[How to complete this task]
Search the entries below for the word "DateTime" and copy every line where it appears.

Collected data entries:
——

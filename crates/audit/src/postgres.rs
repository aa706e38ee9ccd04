//! Postgres-backed audit store.
//!
//! Entries are written inside the same transaction as the business mutation
//! they describe (see [`PgAuditStore::append_in_tx`]), so a committed change
//! always has its log entry and a rolled-back change never does.
//!
//! Expected schema:
//!
//! ```sql
//! CREATE TABLE audit_logs (
//!     id           UUID        PRIMARY KEY,
//!     created_at   TIMESTAMPTZ NOT NULL,
//!     user_id      UUID        NOT NULL,
//!     username     TEXT        NOT NULL,
//!     user_role    TEXT        NOT NULL,
//!     company_id   UUID,
//!     company_name TEXT,
//!     action       TEXT        NOT NULL,
//!     entity_type  TEXT        NOT NULL,
//!     entity_id    TEXT        NOT NULL,
//!     old_values   JSONB,
//!     new_values   JSONB,
//!     changes      JSONB,
//!     description  TEXT
//! );
//! CREATE INDEX ix_audit_entity ON audit_logs (entity_type, entity_id, created_at DESC);
//! CREATE INDEX ix_audit_company ON audit_logs (company_id, created_at DESC);
//! ```
//!
//! There is intentionally no UPDATE or DELETE statement in this module.

use async_trait::async_trait;
use chrono::{DateTime, Utc};
use sqlx::postgres::PgRow;
use sqlx::{PgPool, Postgres, Row, Transaction};
use tracing::instrument;
use uuid::Uuid;

use bizgrid_core::{AuditLogId, EntityKind, TenantId, UserId};
use bizgrid_tenancy::TenantFilter;

use crate::entry::{AuditAction, AuditLogEntry, Snapshot};
use crate::query::AuditQuery;
use crate::store::{AuditError, AuditStore};

/// Postgres audit log store. Clones share the underlying sqlx pool.
#[derive(Debug, Clone)]
pub struct PgAuditStore {
    pool: PgPool,
}

impl PgAuditStore {
    pub fn new(pool: PgPool) -> Self {
        Self { pool }
    }

    /// Append an entry inside a caller-owned transaction.
    ///
    /// Business logic that mutates a record and logs the mutation runs both
    /// statements in one transaction through this method; the entry becomes
    /// visible exactly when the mutation commits.
    pub async fn append_in_tx(
        tx: &mut Transaction<'_, Postgres>,
        entry: &AuditLogEntry,
    ) -> Result<(), AuditError> {
        insert_entry(&mut **tx, entry).await
    }
}

const INSERT_SQL: &str = r#"
    INSERT INTO audit_logs (
        id, created_at, user_id, username, user_role,
        company_id, company_name, action, entity_type, entity_id,
        old_values, new_values, changes, description
    )
    VALUES ($1, $2, $3, $4, $5, $6, $7, $8, $9, $10, $11, $12, $13, $14)
"#;

async fn insert_entry<'e, E>(executor: E, entry: &AuditLogEntry) -> Result<(), AuditError>
where
    E: sqlx::Executor<'e, Database = Postgres>,
{
    let changes = entry
        .changes
        .as_ref()
        .map(serde_json::to_value)
        .transpose()
        .map_err(|e| AuditError::Serialization(e.to_string()))?;

    sqlx::query(INSERT_SQL)
        .bind(entry.id.as_uuid())
        .bind(entry.timestamp)
        .bind(entry.user_id.as_uuid())
        .bind(&entry.username)
        .bind(entry.user_role.as_str())
        .bind(entry.company_id.map(|t| *t.as_uuid()))
        .bind(&entry.company_name)
        .bind(entry.action.as_str())
        .bind(entry.entity_type.as_str())
        .bind(&entry.entity_id)
        .bind(entry.old_values.clone().map(serde_json::Value::Object))
        .bind(entry.new_values.clone().map(serde_json::Value::Object))
        .bind(changes)
        .bind(&entry.description)
        .execute(executor)
        .await
        .map_err(|e| map_sqlx_error("append_audit_entry", e))?;

    Ok(())
}

fn map_sqlx_error(operation: &str, err: sqlx::Error) -> AuditError {
    AuditError::Backend(format!("{operation}: {err}"))
}

fn decode_snapshot(value: Option<serde_json::Value>) -> Result<Option<Snapshot>, AuditError> {
    match value {
        Some(serde_json::Value::Object(map)) => Ok(Some(map)),
        Some(other) => Err(AuditError::Serialization(format!(
            "snapshot column is not a JSON object: {other}"
        ))),
        None => Ok(None),
    }
}

fn decode_row(row: &PgRow) -> Result<AuditLogEntry, AuditError> {
    let read = |e: sqlx::Error| map_sqlx_error("read_audit_row", e);
    let parse = |e: bizgrid_core::DomainError| AuditError::Serialization(e.to_string());

    let id: Uuid = row.try_get("id").map_err(read)?;
    let timestamp: DateTime<Utc> = row.try_get("created_at").map_err(read)?;
    let user_id: Uuid = row.try_get("user_id").map_err(read)?;
    let username: String = row.try_get("username").map_err(read)?;
    let user_role: String = row.try_get("user_role").map_err(read)?;
    let company_id: Option<Uuid> = row.try_get("company_id").map_err(read)?;
    let company_name: Option<String> = row.try_get("company_name").map_err(read)?;
    let action: String = row.try_get("action").map_err(read)?;
    let entity_type: String = row.try_get("entity_type").map_err(read)?;
    let entity_id: String = row.try_get("entity_id").map_err(read)?;
    let old_values: Option<serde_json::Value> = row.try_get("old_values").map_err(read)?;
    let new_values: Option<serde_json::Value> = row.try_get("new_values").map_err(read)?;
    let changes: Option<serde_json::Value> = row.try_get("changes").map_err(read)?;
    let description: Option<String> = row.try_get("description").map_err(read)?;

    Ok(AuditLogEntry {
        id: AuditLogId::from_uuid(id),
        timestamp,
        user_id: UserId::from_uuid(user_id),
        username,
        user_role: user_role.parse().map_err(parse)?,
        company_id: company_id.map(TenantId::from_uuid),
        company_name,
        action: action.parse().map_err(parse)?,
        entity_type: entity_type.parse().map_err(parse)?,
        entity_id,
        old_values: decode_snapshot(old_values)?,
        new_values: decode_snapshot(new_values)?,
        changes: changes
            .map(serde_json::from_value)
            .transpose()
            .map_err(|e| AuditError::Serialization(e.to_string()))?,
        description,
    })
}

#[async_trait]
impl AuditStore for PgAuditStore {
    #[instrument(
        skip(self, entry),
        fields(action = entry.action.as_str(), entity_type = entry.entity_type.as_str()),
        err
    )]
    async fn append(&self, entry: &AuditLogEntry) -> Result<(), AuditError> {
        insert_entry(&self.pool, entry).await
    }

    #[instrument(
        skip(self),
        fields(entity_type = entity_type.as_str(), tenant = ?filter.tenant()),
        err
    )]
    async fn entity_history(
        &self,
        filter: &TenantFilter,
        entity_type: EntityKind,
        entity_id: &str,
    ) -> Result<Vec<AuditLogEntry>, AuditError> {
        let tenant_param: Option<Uuid> = filter.tenant().map(|t| *t.as_uuid());

        let rows = sqlx::query(
            r#"
            SELECT *
            FROM audit_logs
            WHERE entity_type = $1
                AND entity_id = $2
                AND ($3::uuid IS NULL OR company_id = $3)
            ORDER BY created_at DESC, id DESC
            "#,
        )
        .bind(entity_type.as_str())
        .bind(entity_id)
        .bind(tenant_param)
        .fetch_all(&self.pool)
        .await
        .map_err(|e| map_sqlx_error("entity_history", e))?;

        rows.iter().map(decode_row).collect()
    }

    #[instrument(skip(self, query), fields(tenant = ?filter.tenant()), err)]
    async fn query(
        &self,
        filter: &TenantFilter,
        query: &AuditQuery,
    ) -> Result<(Vec<AuditLogEntry>, u64), AuditError> {
        let tenant_param: Option<Uuid> = filter.tenant().map(|t| *t.as_uuid());
        let company_param: Option<Uuid> = query.company_id.map(|t| *t.as_uuid());
        let entity_type_param = query.entity_type.map(|k| k.as_str());
        let user_param: Option<Uuid> = query.user_id.map(|u| *u.as_uuid());
        let action_param = query.action.map(|a| a.as_str());

        const WHERE_SQL: &str = r#"
            WHERE ($1::uuid IS NULL OR company_id = $1)
                AND ($2::uuid IS NULL OR company_id = $2)
                AND ($3::text IS NULL OR entity_type = $3)
                AND ($4::text IS NULL OR entity_id = $4)
                AND ($5::uuid IS NULL OR user_id = $5)
                AND ($6::text IS NULL OR action = $6)
                AND ($7::timestamptz IS NULL OR created_at >= $7)
                AND ($8::timestamptz IS NULL OR created_at <= $8)
        "#;

        let count_row = sqlx::query(&format!(
            "SELECT COUNT(*) AS total FROM audit_logs {WHERE_SQL}"
        ))
        .bind(tenant_param)
        .bind(company_param)
        .bind(entity_type_param)
        .bind(&query.entity_id)
        .bind(user_param)
        .bind(action_param)
        .bind(query.start_date)
        .bind(query.end_date)
        .fetch_one(&self.pool)
        .await
        .map_err(|e| map_sqlx_error("count_audit_entries", e))?;

        let total: i64 = count_row
            .try_get("total")
            .map_err(|e| map_sqlx_error("read_count", e))?;

        let rows = sqlx::query(&format!(
            r#"
            SELECT * FROM audit_logs {WHERE_SQL}
            ORDER BY created_at DESC, id DESC
            LIMIT $9 OFFSET $10
            "#
        ))
        .bind(tenant_param)
        .bind(company_param)
        .bind(entity_type_param)
        .bind(&query.entity_id)
        .bind(user_param)
        .bind(action_param)
        .bind(query.start_date)
        .bind(query.end_date)
        .bind(query.effective_limit() as i64)
        .bind(query.effective_offset() as i64)
        .fetch_all(&self.pool)
        .await
        .map_err(|e| map_sqlx_error("query_audit_entries", e))?;

        let entries = rows
            .iter()
            .map(decode_row)
            .collect::<Result<Vec<_>, _>>()?;
        Ok((entries, total as u64))
    }
}
//! Typed authorization errors.
//!
//! Raised at the point of detection and translated to transport responses
//! only at the outermost boundary. Internal logic never swallows these.

use thiserror::Error;

use crate::permissions::Permission;

#[derive(Debug, Error, Clone, PartialEq, Eq)]
pub enum AccessError {
    /// The actor lacks a required capability.
    #[error("forbidden: missing permission '{0}'")]
    Forbidden(Permission),

    /// The actor lacks all of several acceptable capabilities.
    #[error("forbidden: requires one of {0}")]
    ForbiddenAny(String),

    /// A system administrator must name a tenant explicitly when creating
    /// tenant-scoped data.
    #[error("a tenant id must be specified for this operation")]
    MissingTenantId,

    /// A non-admin actor with no tenant is a data-integrity violation; the
    /// operation must abort rather than guess a tenant.
    #[error("actor has no tenant and is not a system administrator")]
    InvalidActorState,

    /// The actor has been soft-deactivated.
    #[error("actor is deactivated")]
    ActorDeactivated,
}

——

[Response for this exercise]
use chrono::{DateTime, Utc};
    let timestamp: DateTime<Utc> = row.try_get("created_at").map_err(read)?;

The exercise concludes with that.